January 17, 2011
By ELIZA WINSTON - Bulletin Staff Writer
Antique toys, a Confederate revolver and information about early American Indians are among items on display at the former Henry County courthouse in uptown Martinsville, now home to the Martinsville-Henry County Historical Society.
The courthouse, the oldest part of which was built in 1824, was restored to its 1929 appearance using $93,000 from The Harvest Foundation and $98,000 from Save America’s Treasures, as well as private contributions, said historical society President Virginia King.
The society will promote local history through its Martinsville-Henry County Heritage Center and Museum, which includes historical displays throughout the former courthouse. The heritage center and museum are open from 1 to 5 p.m. Thursdays and Fridays and from noon to 5 p.m. Saturdays.
According to Virginia and Mervyn King, the Virginia Museum of Natural History loaned the heritage center and museum several large display cases that had been in storage. Those cases stand in the Collector’s Gallery, filled with antique toys from Mervyn King’s private collection.
Also displayed are pieces donated to the society, including several dollhouses. Two of them were created by the late Eleanor Leath and donated by her late husband, Tom Leath, said Mervyn King.
Another dollhouse was donated by Coila DeYoung’s family. The house is large and sits on its own stand so visitors can see the front and the back. All the rooms are decorated in detail, including a room with a miniature Christmas tree, presents and decorations.
Virginia King said the Collector’s Gallery will feature new local collections every four to six months.
“There are a lot of different collections in town,” her husband said.
Mervyn King said the cases are strong and secure so collectors do not have to worry about pieces being damaged. He added that anyone interested in displaying a collection, historic or otherwise, should contact the society.
“Just collecting and having them in the closet is not very exciting,” he added.
The Kings said the courthouse also can be rented out for events. It was used recently for a garden club luncheon and for the Martinsville Uptown Revitalization Association’s (MURA) Christmas party, said Virginia King.
She added that the newly renovated courtroom could be used for speakers, performances, weddings and even movies. The space can be rented by floor, she added.
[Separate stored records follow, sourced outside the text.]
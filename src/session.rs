//! One tracking session: all analytics state for a single mint
//!
//! Callers own the session and reset it by constructing a new one. Nothing
//! here is global; a session is mutated once per poll by the poll driver.

use {
    crate::{
        buckets::StepBuckets,
        classifier::classify,
        cohort::{track_cohort, CohortChurn, CohortState},
        error::{TrackerError, TrackerResult},
        persistence::SessionSnapshot,
        registry::HolderRegistry,
        selection::{
            select_winner, SelectionMode, SelectionState, Winner, BONUS_STREAK, HISTORY_CAP,
        },
        snapshot::{HolderBalance, Snapshot},
    },
    rand::Rng,
    serde::Serialize,
    std::collections::HashSet,
};

/// Holders whose share of the snapshot supply falls in `[min_pct, max_pct]`
#[derive(Debug, Clone, Copy, PartialEq)]
pub struct EligibilityBand {
    pub min_pct: f64,
    pub max_pct: f64,
}

impl Default for EligibilityBand {
    fn default() -> Self {
        Self {
            min_pct: 0.0,
            max_pct: 100.0,
        }
    }
}

impl EligibilityBand {
    pub fn new(min_pct: f64, max_pct: f64) -> Self {
        Self { min_pct, max_pct }
    }

    /// Eligible holders, in snapshot order
    ///
    /// A duplicated owner keeps its first position and its last amount.
    pub fn filter(&self, snapshot: &Snapshot) -> Vec<HolderBalance> {
        let balances = snapshot.balance_map();
        let supply: u128 = balances.values().map(|&a| a as u128).sum();
        if supply == 0 {
            return Vec::new();
        }

        let mut seen = HashSet::with_capacity(balances.len());
        snapshot
            .holders
            .iter()
            .filter(|h| seen.insert(h.owner.as_str()))
            .filter_map(|h| {
                let amount = balances.get(h.owner.as_str()).copied()?;
                Some(HolderBalance::new(h.owner.clone(), amount))
            })
            .filter(|h| {
                let share = h.amount as f64 * 100.0 / supply as f64;
                share >= self.min_pct && share <= self.max_pct
            })
            .collect()
    }
}

#[derive(Debug, Clone)]
pub struct SessionSettings {
    pub cohort_size: usize,
    pub lottery_mode: SelectionMode,
    pub lottery_band: EligibilityBand,
    /// Draw after every N applied polls, 0 disables the lottery
    pub lottery_every_polls: u64,
    pub bonus_streak: u32,
    pub history_cap: usize,
}

impl Default for SessionSettings {
    fn default() -> Self {
        Self {
            cohort_size: 50,
            lottery_mode: SelectionMode::Weighted,
            lottery_band: EligibilityBand::default(),
            lottery_every_polls: 30,
            bonus_streak: BONUS_STREAK,
            history_cap: HISTORY_CAP,
        }
    }
}

/// Everything one applied poll produced
#[derive(Debug, Clone, Serialize)]
#[serde(rename_all = "camelCase")]
pub struct PollReport {
    pub mint: String,
    pub poll: u64,
    pub taken_at: i64,
    pub holder_count: usize,
    pub changes: StepBuckets,
    pub top_stats: CohortChurn,
}

#[derive(Debug, Clone, Serialize)]
#[serde(rename_all = "camelCase")]
pub struct SessionStatus {
    pub mint: String,
    pub polls: u64,
    pub known_owners: usize,
    pub present_owners: usize,
    pub cohort_established: bool,
    pub ever_new_entrants: usize,
    pub bonus_achievers: usize,
}

#[derive(Debug)]
pub struct TrackingSession {
    mint: String,
    settings: SessionSettings,
    registry: HolderRegistry,
    cohort: CohortState,
    selection: SelectionState,
    polls: u64,
    last_report: Option<PollReport>,
}

impl TrackingSession {
    /// Start tracking `mint` with empty state
    pub fn start(mint: impl Into<String>, settings: SessionSettings) -> Self {
        let selection = SelectionState::new(settings.bonus_streak, settings.history_cap);
        Self {
            mint: mint.into(),
            settings,
            registry: HolderRegistry::new(),
            cohort: CohortState::new(),
            selection,
            polls: 0,
            last_report: None,
        }
    }

    /// Seed a session from persisted state before its first poll
    ///
    /// A snapshot saved for a different mint is ignored and the session
    /// starts empty.
    pub fn restore(
        mint: impl Into<String>,
        settings: SessionSettings,
        saved: SessionSnapshot,
    ) -> Self {
        let mint = mint.into();
        if saved.mint != mint {
            log::warn!(
                "⚠️  Ignoring saved session for {} (tracking {})",
                saved.mint,
                mint
            );
            return Self::start(mint, settings);
        }

        log::info!(
            "♻️  Restored {} owners and {} past cohort entrants for {}",
            saved.records.len(),
            saved.cohort.ever_new_entrants().len(),
            mint
        );

        let mut selection = saved.selection;
        selection.set_limits(settings.bonus_streak, settings.history_cap);

        Self {
            mint,
            settings,
            registry: HolderRegistry::from_records(saved.records),
            cohort: saved.cohort,
            selection,
            polls: 0,
            last_report: None,
        }
    }

    pub fn mint(&self) -> &str {
        &self.mint
    }

    pub fn settings(&self) -> &SessionSettings {
        &self.settings
    }

    pub fn polls(&self) -> u64 {
        self.polls
    }

    pub fn registry(&self) -> &HolderRegistry {
        &self.registry
    }

    pub fn cohort(&self) -> &CohortState {
        &self.cohort
    }

    pub fn selection(&self) -> &SelectionState {
        &self.selection
    }

    pub fn last_report(&self) -> Option<&PollReport> {
        self.last_report.as_ref()
    }

    /// Run classification and cohort tracking over one snapshot
    ///
    /// An empty snapshot is treated as an upstream outage: the poll is
    /// skipped and `Ok(None)` returned without touching any state. On error
    /// nothing is mutated either.
    pub fn apply_snapshot(
        &mut self,
        snapshot: &Snapshot,
        now: i64,
    ) -> TrackerResult<Option<PollReport>> {
        if snapshot.mint != self.mint {
            return Err(TrackerError::MintMismatch {
                expected: self.mint.clone(),
                got: snapshot.mint.clone(),
            });
        }

        if snapshot.is_empty() {
            log::warn!("⚠️  Empty snapshot for {}, skipping poll", self.mint);
            return Ok(None);
        }

        let mut snapshot = snapshot.clone();
        snapshot.normalize();

        // Cohort first: it is the only step that can fail, and it fails
        // before mutating anything.
        let top_stats = track_cohort(&mut self.cohort, &snapshot, self.settings.cohort_size)?;
        let changes = classify(&mut self.registry, &snapshot, now);

        self.polls += 1;
        let report = PollReport {
            mint: self.mint.clone(),
            poll: self.polls,
            taken_at: snapshot.taken_at,
            holder_count: snapshot.len(),
            changes,
            top_stats,
        };
        self.last_report = Some(report.clone());

        Ok(Some(report))
    }

    /// Whether the lottery should run after the current poll
    pub fn lottery_due(&self) -> bool {
        self.settings.lottery_every_polls > 0
            && self.polls > 0
            && self.polls % self.settings.lottery_every_polls == 0
    }

    /// Draw a winner from the holders inside the eligibility band
    pub fn draw<R: Rng + ?Sized>(
        &mut self,
        snapshot: &Snapshot,
        rng: &mut R,
        now: i64,
    ) -> Option<Winner> {
        let eligible = self.settings.lottery_band.filter(snapshot);
        if eligible.is_empty() {
            log::info!("🎲 No eligible holders for {}", self.mint);
            return None;
        }
        select_winner(&mut self.selection, &eligible, self.settings.lottery_mode, rng, now)
    }

    pub fn status(&self) -> SessionStatus {
        SessionStatus {
            mint: self.mint.clone(),
            polls: self.polls,
            known_owners: self.registry.len(),
            present_owners: self.registry.present_count(),
            cohort_established: self.cohort.is_established(),
            ever_new_entrants: self.cohort.ever_new_entrants().len(),
            bonus_achievers: self.selection.bonus_achievers().len(),
        }
    }

    pub fn to_snapshot(&self, now: i64) -> SessionSnapshot {
        SessionSnapshot {
            mint: self.mint.clone(),
            saved_at: now,
            records: self.registry.to_records(),
            cohort: self.cohort.clone(),
            selection: self.selection.clone(),
        }
    }
}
The back room on the first floor eventually will house a permanent collection of information on the area’s history, from the American Indians on, said Virginia King. Mervyn King added that the permanent display will be mostly around the walls of the room, so tables still could be set up for events.
The room currently holds a display borrowed from VMNH on early American Indians in the area. Nearby is a chest from the Civil War and other Civil War objects from Mervyn King’s collections, including a Confederate LeMat revolver.
The courthouse is freshly painted, cleaned and appears as if it were meant to house antique collections and to host events. However, it has taken quite a lot of work to get it that way, said Virginia King.
After the funding was received, restoration began in 2009. An HVAC system was installed, the attic was insulated, walls and ceilings were repaired, and the interior of the building was painted, she said.
Then the floors were refinished, carpets were installed, the marble floors were refurbished and three restrooms were refurbished, said Virginia King. The original front doors also were reproduced and painted, she said.